ACTION ITEM: What is needed is a copy of each line in the listing that contains "display".

RECORDS FOR THIS TASK:

-------

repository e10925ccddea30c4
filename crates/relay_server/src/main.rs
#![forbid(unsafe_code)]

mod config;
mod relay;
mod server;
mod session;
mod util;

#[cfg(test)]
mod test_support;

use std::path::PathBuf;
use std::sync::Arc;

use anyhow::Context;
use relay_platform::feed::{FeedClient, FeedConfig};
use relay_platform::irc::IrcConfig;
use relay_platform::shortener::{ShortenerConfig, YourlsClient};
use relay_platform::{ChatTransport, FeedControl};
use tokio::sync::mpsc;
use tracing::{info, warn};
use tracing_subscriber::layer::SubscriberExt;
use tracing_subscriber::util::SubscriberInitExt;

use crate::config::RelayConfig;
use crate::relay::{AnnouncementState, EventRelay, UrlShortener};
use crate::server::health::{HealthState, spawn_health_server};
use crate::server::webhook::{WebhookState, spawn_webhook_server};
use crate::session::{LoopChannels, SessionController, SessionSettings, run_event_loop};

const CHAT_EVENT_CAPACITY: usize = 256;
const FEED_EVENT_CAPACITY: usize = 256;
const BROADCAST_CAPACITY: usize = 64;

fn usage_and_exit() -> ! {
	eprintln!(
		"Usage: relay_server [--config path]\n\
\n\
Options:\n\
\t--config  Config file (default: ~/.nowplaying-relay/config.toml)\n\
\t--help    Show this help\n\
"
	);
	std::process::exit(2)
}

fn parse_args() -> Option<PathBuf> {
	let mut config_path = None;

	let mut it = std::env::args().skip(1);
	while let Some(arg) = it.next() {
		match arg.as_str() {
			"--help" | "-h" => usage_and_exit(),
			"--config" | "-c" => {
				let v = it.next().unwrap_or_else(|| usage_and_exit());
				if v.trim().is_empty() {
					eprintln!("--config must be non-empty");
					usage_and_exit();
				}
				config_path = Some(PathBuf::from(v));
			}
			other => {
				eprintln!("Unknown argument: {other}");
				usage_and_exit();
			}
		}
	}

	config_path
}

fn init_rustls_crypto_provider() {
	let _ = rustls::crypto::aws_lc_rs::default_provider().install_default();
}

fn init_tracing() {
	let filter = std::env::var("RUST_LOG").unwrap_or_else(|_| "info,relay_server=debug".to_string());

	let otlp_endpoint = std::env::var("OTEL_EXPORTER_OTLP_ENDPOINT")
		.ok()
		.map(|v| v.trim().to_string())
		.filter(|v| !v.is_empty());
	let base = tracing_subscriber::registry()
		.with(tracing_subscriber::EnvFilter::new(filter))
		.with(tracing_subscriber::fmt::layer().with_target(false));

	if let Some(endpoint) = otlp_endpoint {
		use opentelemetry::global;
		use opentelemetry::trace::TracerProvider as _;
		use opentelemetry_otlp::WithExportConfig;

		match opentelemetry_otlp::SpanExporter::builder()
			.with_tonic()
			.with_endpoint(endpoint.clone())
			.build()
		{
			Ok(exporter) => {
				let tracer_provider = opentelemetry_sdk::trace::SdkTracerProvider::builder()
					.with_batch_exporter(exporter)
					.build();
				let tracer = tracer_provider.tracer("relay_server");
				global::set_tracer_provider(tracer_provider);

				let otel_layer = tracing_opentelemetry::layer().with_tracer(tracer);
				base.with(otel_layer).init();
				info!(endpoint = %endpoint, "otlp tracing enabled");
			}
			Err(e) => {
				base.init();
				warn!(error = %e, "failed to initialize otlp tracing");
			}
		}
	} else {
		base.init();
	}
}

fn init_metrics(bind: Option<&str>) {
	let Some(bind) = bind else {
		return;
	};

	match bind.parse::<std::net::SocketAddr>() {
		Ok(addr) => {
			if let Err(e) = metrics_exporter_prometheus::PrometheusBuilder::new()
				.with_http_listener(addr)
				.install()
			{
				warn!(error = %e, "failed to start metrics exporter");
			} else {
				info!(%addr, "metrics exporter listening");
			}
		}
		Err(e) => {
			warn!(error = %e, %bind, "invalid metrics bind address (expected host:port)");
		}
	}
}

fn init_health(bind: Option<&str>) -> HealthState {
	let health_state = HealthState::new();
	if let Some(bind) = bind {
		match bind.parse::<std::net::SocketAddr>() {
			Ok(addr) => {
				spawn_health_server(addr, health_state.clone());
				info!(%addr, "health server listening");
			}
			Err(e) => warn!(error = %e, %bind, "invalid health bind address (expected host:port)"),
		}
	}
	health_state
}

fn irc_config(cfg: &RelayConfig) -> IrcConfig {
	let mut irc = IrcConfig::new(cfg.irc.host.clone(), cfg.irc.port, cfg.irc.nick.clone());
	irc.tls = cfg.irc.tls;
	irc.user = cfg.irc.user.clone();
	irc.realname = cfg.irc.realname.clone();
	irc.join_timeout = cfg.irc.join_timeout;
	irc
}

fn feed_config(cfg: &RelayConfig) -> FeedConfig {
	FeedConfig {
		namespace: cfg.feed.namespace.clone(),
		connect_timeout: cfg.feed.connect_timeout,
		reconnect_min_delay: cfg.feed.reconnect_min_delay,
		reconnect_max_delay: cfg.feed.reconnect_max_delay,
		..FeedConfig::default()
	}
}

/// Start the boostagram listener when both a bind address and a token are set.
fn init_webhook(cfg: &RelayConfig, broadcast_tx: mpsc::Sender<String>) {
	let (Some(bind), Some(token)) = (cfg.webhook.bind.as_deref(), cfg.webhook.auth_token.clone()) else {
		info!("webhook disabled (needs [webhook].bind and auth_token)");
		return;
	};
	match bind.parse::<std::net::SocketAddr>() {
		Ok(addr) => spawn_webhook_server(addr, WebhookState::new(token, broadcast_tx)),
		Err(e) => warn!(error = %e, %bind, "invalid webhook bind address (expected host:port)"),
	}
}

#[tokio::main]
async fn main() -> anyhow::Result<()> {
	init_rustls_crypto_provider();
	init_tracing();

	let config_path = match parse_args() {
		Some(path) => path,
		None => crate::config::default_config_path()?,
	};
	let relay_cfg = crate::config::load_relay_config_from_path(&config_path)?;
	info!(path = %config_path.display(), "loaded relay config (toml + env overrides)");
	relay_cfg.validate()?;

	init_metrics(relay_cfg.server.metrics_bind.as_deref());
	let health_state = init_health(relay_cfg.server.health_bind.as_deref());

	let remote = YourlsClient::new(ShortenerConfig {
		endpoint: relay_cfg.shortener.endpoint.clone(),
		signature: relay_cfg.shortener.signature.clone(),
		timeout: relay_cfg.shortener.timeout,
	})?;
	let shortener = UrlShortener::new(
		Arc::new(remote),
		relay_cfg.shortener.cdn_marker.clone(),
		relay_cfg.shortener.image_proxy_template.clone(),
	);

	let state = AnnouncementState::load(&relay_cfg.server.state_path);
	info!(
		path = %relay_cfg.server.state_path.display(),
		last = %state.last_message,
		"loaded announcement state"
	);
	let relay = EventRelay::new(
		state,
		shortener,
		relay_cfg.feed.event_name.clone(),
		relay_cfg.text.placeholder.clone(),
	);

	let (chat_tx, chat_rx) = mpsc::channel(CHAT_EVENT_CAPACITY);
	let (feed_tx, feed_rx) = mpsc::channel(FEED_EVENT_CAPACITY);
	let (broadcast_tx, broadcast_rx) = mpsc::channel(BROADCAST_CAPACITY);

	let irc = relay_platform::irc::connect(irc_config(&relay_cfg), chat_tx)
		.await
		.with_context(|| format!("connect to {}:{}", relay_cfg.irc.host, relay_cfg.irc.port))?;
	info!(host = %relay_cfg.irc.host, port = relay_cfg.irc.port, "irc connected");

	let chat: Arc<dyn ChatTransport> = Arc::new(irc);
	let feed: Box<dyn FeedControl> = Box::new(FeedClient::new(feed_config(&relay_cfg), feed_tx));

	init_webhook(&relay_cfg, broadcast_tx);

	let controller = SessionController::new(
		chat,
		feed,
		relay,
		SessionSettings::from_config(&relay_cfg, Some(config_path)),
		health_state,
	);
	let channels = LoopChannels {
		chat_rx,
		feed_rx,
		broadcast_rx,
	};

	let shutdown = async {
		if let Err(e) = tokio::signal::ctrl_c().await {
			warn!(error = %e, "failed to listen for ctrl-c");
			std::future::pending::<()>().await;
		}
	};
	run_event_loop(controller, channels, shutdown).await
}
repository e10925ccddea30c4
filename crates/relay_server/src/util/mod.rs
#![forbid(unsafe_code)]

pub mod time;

-------

FINAL ANSWER:
	info!(path = %config_path.display(), "loaded relay config (toml + env overrides)");
		path = %relay_cfg.server.state_path.display(),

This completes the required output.